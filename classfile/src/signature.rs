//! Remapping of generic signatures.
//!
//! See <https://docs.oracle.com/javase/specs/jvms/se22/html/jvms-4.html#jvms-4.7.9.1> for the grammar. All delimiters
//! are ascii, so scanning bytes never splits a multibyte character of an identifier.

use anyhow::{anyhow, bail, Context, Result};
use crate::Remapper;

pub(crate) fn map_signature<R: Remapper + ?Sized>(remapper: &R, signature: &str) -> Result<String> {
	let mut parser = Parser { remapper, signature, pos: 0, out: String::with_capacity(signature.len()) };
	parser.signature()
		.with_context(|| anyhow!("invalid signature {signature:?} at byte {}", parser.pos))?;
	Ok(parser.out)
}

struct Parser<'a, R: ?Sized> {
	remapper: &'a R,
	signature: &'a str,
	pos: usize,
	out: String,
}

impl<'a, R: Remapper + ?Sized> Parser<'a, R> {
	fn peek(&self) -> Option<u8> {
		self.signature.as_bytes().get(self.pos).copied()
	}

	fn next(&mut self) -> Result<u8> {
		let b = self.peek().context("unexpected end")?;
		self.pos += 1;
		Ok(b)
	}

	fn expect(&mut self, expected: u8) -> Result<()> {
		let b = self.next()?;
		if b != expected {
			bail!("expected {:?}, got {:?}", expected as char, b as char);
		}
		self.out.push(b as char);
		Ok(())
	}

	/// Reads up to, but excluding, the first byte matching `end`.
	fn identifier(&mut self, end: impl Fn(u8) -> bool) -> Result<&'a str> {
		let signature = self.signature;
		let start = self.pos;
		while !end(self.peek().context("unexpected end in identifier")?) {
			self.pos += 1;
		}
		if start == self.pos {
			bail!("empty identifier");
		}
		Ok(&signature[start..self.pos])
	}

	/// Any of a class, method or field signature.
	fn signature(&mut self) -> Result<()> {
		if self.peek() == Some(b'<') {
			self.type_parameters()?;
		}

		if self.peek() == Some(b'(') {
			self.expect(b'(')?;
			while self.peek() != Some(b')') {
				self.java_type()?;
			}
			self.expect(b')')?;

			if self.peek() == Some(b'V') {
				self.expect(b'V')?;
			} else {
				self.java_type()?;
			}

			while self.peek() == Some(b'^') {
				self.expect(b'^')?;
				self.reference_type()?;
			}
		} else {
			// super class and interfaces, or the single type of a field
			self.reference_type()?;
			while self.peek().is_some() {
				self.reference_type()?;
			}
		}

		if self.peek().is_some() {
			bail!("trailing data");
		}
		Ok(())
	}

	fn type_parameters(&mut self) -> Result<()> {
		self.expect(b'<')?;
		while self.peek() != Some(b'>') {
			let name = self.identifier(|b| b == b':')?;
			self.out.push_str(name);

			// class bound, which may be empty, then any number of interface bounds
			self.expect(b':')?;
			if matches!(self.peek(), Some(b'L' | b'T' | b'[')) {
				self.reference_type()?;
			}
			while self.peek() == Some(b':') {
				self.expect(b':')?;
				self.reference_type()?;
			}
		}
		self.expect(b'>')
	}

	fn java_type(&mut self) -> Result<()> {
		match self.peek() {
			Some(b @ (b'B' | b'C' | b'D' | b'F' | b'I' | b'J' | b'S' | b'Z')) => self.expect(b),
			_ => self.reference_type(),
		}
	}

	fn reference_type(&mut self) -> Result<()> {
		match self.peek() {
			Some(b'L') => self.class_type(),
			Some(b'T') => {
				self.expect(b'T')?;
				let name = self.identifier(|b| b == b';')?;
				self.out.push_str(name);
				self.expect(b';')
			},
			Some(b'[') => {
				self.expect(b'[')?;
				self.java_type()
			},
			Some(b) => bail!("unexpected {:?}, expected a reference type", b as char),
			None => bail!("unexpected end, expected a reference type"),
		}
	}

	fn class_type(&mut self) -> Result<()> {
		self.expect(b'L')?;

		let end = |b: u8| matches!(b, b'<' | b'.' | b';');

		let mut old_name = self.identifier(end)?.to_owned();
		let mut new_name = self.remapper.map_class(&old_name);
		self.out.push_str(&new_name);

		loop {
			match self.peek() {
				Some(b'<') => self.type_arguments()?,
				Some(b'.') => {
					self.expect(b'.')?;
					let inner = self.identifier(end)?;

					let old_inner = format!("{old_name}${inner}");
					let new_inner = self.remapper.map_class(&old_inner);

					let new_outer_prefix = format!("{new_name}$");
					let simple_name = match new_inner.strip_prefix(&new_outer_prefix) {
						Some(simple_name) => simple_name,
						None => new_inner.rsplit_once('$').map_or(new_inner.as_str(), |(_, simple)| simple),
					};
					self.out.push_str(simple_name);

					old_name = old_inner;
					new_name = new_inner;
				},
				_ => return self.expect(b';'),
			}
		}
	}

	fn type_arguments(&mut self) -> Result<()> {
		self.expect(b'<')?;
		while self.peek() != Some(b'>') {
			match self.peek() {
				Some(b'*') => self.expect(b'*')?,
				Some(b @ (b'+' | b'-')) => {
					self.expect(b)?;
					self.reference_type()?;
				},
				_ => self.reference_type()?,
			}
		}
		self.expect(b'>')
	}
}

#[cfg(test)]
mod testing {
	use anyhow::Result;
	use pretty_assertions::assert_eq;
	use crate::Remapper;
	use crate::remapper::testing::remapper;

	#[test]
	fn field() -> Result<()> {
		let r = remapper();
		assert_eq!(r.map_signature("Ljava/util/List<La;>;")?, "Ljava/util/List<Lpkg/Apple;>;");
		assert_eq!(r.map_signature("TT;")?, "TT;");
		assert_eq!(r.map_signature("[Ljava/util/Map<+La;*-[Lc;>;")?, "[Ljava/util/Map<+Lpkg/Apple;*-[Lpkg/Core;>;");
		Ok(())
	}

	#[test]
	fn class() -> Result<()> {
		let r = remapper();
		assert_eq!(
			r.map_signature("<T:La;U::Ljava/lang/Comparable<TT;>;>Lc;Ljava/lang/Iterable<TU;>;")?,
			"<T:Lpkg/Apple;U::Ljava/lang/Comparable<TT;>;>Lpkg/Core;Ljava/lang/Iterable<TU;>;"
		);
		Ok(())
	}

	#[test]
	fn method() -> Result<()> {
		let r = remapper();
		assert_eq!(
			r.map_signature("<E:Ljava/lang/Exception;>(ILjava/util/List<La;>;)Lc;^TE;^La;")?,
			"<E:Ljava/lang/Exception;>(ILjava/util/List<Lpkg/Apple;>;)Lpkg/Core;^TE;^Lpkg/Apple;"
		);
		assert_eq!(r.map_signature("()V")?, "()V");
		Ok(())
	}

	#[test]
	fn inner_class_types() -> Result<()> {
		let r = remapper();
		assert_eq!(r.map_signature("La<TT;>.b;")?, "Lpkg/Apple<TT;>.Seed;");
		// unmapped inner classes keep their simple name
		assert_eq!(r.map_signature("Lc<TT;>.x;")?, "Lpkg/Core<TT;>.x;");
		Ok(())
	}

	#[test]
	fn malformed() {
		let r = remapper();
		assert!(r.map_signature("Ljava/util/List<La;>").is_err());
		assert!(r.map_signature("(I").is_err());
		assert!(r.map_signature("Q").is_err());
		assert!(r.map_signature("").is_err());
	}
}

###

-- Task to complete --
Each line of the data that holds the word "next" should be copied.

-- Written reply --
	fn next(&mut self) -> Result<u8> {
		let b = self.next()?;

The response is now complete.